Records provided:
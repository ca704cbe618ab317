use std::time::Duration;

use log::trace;

use crate::config::TimerSource;
use crate::constants::TIMER_HZ;

/// # Timers
/// - 2 8-bit timers (delay & sound)
///     - both are decremented once per tick while they are above 0
///     - while the sound timer is above 0 a tone should be audible
///
/// Ticks are scheduled either by counting executed cycles or by accumulating
/// wall-clock time handed in by the host.
#[derive(Clone, Debug)]
pub struct Timers {
    pub delay: u8,
    pub sound: u8,
    schedule: Schedule,
}

#[derive(Clone, Debug)]
enum Schedule {
    Cycles { per_tick: u32, count: u32 },
    RealTime { period: Duration, pending: Duration },
}

impl Timers {
    pub fn new(source: TimerSource) -> Self {
        let schedule = match source {
            TimerSource::Cycles { per_tick } => Schedule::Cycles {
                per_tick: per_tick.max(1),
                count: 0,
            },
            TimerSource::RealTime => Schedule::RealTime {
                period: Duration::from_secs(1) / TIMER_HZ,
                pending: Duration::ZERO,
            },
        };
        Timers {
            delay: 0,
            sound: 0,
            schedule,
        }
    }

    /// Decrements both timers if they are above 0
    pub fn tick(&mut self) {
        self.delay = self.delay.saturating_sub(1);
        self.sound = self.sound.saturating_sub(1);
        trace!("timer tick dt={} st={}", self.delay, self.sound);
    }

    /// Whether a tone should currently be audible
    pub fn tone(&self) -> bool {
        self.sound > 0
    }

    /// Counts one executed cycle, ticking when the divider rolls over.
    /// Returns the number of ticks fired; always 0 when driven by real time.
    pub fn cycle(&mut self) -> u32 {
        let rolled_over = match &mut self.schedule {
            Schedule::Cycles { per_tick, count } => {
                *count += 1;
                if *count >= *per_tick {
                    *count = 0;
                    true
                } else {
                    false
                }
            }
            Schedule::RealTime { .. } => false,
        };
        if rolled_over {
            self.tick();
        }
        u32::from(rolled_over)
    }

    /// Accumulates wall-clock time, ticking once for every whole timer period.
    /// Returns the number of ticks fired; always 0 when driven by cycles.
    pub fn elapse(&mut self, elapsed: Duration) -> u32 {
        let mut ticks = 0;
        if let Schedule::RealTime { period, pending } = &mut self.schedule {
            *pending += elapsed;
            while *pending >= *period {
                *pending -= *period;
                ticks += 1;
            }
        }
        for _ in 0..ticks {
            self.tick();
        }
        ticks
    }
}

#[cfg(test)]
mod tests {
    use super::*;

    fn cycles(per_tick: u32) -> Timers {
        Timers::new(TimerSource::Cycles { per_tick })
    }

    #[test]
    fn test_tick_decrements_both() {
        let mut timers = cycles(1);
        timers.delay = 2;
        timers.sound = 1;
        timers.tick();
        assert_eq!((timers.delay, timers.sound), (1, 0));
        timers.tick();
        assert_eq!((timers.delay, timers.sound), (0, 0));
    }

    #[test]
    fn test_tick_never_goes_below_zero() {
        let mut timers = cycles(1);
        timers.tick();
        assert_eq!((timers.delay, timers.sound), (0, 0));
    }

    #[test]
    fn test_tone_follows_sound_timer() {
        let mut timers = cycles(1);
        assert!(!timers.tone());
        timers.sound = 1;
        assert!(timers.tone());
        timers.tick();
        assert!(!timers.tone());
    }

    #[test]
    fn test_divider_ticks_once_per_window() {
        let mut timers = cycles(14);
        timers.delay = 0xFF;
        let fired: u32 = (0..14).map(|_| timers.cycle()).sum();
        assert_eq!(fired, 1);
        assert_eq!(timers.delay, 0xFE);
        let fired: u32 = (0..14 * 3).map(|_| timers.cycle()).sum();
        assert_eq!(fired, 3);
        assert_eq!(timers.delay, 0xFB);
    }

    #[test]
    fn test_divider_ignores_elapsed_time() {
        let mut timers = cycles(14);
        timers.delay = 10;
        assert_eq!(timers.elapse(Duration::from_secs(1)), 0);
        assert_eq!(timers.delay, 10);
    }

    #[test]
    fn test_real_time_ticks_per_period() {
        let mut timers = Timers::new(TimerSource::RealTime);
        timers.delay = 100;
        assert_eq!(timers.elapse(Duration::from_millis(10)), 0);
        // 10ms + 10ms crosses one 16.67ms period
        assert_eq!(timers.elapse(Duration::from_millis(10)), 1);
        assert_eq!(timers.delay, 99);
        assert_eq!(timers.elapse(Duration::from_secs(1)), 60);
        assert_eq!(timers.delay, 39);
    }

    #[test]
    fn test_real_time_ignores_cycles() {
        let mut timers = Timers::new(TimerSource::RealTime);
        timers.delay = 10;
        let fired: u32 = (0..1000).map(|_| timers.cycle()).sum();
        assert_eq!(fired, 0);
        assert_eq!(timers.delay, 10);
    }
}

What the task asks: The answer must restate each entry word for word.

Solution to this exercise:
repository ca704cbe618ab317
use std::time::Duration;

use log::trace;

use crate::config::TimerSource;
use crate::constants::TIMER_HZ;

/// # Timers
/// - 2 8-bit timers (delay & sound)
///     - both are decremented once per tick while they are above 0
///     - while the sound timer is above 0 a tone should be audible
///
/// Ticks are scheduled either by counting executed cycles or by accumulating
/// wall-clock time handed in by the host.
#[derive(Clone, Debug)]
pub struct Timers {
    pub delay: u8,
    pub sound: u8,
    schedule: Schedule,
}

#[derive(Clone, Debug)]
enum Schedule {
    Cycles { per_tick: u32, count: u32 },
    RealTime { period: Duration, pending: Duration },
}

impl Timers {
    pub fn new(source: TimerSource) -> Self {
        let schedule = match source {
            TimerSource::Cycles { per_tick } => Schedule::Cycles {
                per_tick: per_tick.max(1),
                count: 0,
            },
            TimerSource::RealTime => Schedule::RealTime {
                period: Duration::from_secs(1) / TIMER_HZ,
                pending: Duration::ZERO,
            },
        };
        Timers {
            delay: 0,
            sound: 0,
            schedule,
        }
    }

    /// Decrements both timers if they are above 0
    pub fn tick(&mut self) {
        self.delay = self.delay.saturating_sub(1);
        self.sound = self.sound.saturating_sub(1);
        trace!("timer tick dt={} st={}", self.delay, self.sound);
    }

    /// Whether a tone should currently be audible
    pub fn tone(&self) -> bool {
        self.sound > 0
    }

    /// Counts one executed cycle, ticking when the divider rolls over.
    /// Returns the number of ticks fired; always 0 when driven by real time.
    pub fn cycle(&mut self) -> u32 {
        let rolled_over = match &mut self.schedule {
            Schedule::Cycles { per_tick, count } => {
                *count += 1;
                if *count >= *per_tick {
                    *count = 0;
                    true
                } else {
                    false
                }
            }
            Schedule::RealTime { .. } => false,
        };
        if rolled_over {
            self.tick();
        }
        u32::from(rolled_over)
    }

    /// Accumulates wall-clock time, ticking once for every whole timer period.
    /// Returns the number of ticks fired; always 0 when driven by cycles.
    pub fn elapse(&mut self, elapsed: Duration) -> u32 {
        let mut ticks = 0;
        if let Schedule::RealTime { period, pending } = &mut self.schedule {
            *pending += elapsed;
            while *pending >= *period {
                *pending -= *period;
                ticks += 1;
            }
        }
        for _ in 0..ticks {
            self.tick();
        }
        ticks
    }
}

#[cfg(test)]
mod tests {
    use super::*;

    fn cycles(per_tick: u32) -> Timers {
        Timers::new(TimerSource::Cycles { per_tick })
    }

    #[test]
    fn test_tick_decrements_both() {
        let mut timers = cycles(1);
        timers.delay = 2;
        timers.sound = 1;
        timers.tick();
        assert_eq!((timers.delay, timers.sound), (1, 0));
        timers.tick();
        assert_eq!((timers.delay, timers.sound), (0, 0));
    }

    #[test]
    fn test_tick_never_goes_below_zero() {
        let mut timers = cycles(1);
        timers.tick();
        assert_eq!((timers.delay, timers.sound), (0, 0));
    }

    #[test]
    fn test_tone_follows_sound_timer() {
        let mut timers = cycles(1);
        assert!(!timers.tone());
        timers.sound = 1;
        assert!(timers.tone());
        timers.tick();
        assert!(!timers.tone());
    }

    #[test]
    fn test_divider_ticks_once_per_window() {
        let mut timers = cycles(14);
        timers.delay = 0xFF;
        let fired: u32 = (0..14).map(|_| timers.cycle()).sum();
        assert_eq!(fired, 1);
        assert_eq!(timers.delay, 0xFE);
        let fired: u32 = (0..14 * 3).map(|_| timers.cycle()).sum();
        assert_eq!(fired, 3);
        assert_eq!(timers.delay, 0xFB);
    }

    #[test]
    fn test_divider_ignores_elapsed_time() {
        let mut timers = cycles(14);
        timers.delay = 10;
        assert_eq!(timers.elapse(Duration::from_secs(1)), 0);
        assert_eq!(timers.delay, 10);
    }

    #[test]
    fn test_real_time_ticks_per_period() {
        let mut timers = Timers::new(TimerSource::RealTime);
        timers.delay = 100;
        assert_eq!(timers.elapse(Duration::from_millis(10)), 0);
        // 10ms + 10ms crosses one 16.67ms period
        assert_eq!(timers.elapse(Duration::from_millis(10)), 1);
        assert_eq!(timers.delay, 99);
        assert_eq!(timers.elapse(Duration::from_secs(1)), 60);
        assert_eq!(timers.delay, 39);
    }

    #[test]
    fn test_real_time_ignores_cycles() {
        let mut timers = Timers::new(TimerSource::RealTime);
        timers.delay = 10;
        let fired: u32 = (0..1000).map(|_| timers.cycle()).sum();
        assert_eq!(fired, 0);
        assert_eq!(timers.delay, 10);
    }
}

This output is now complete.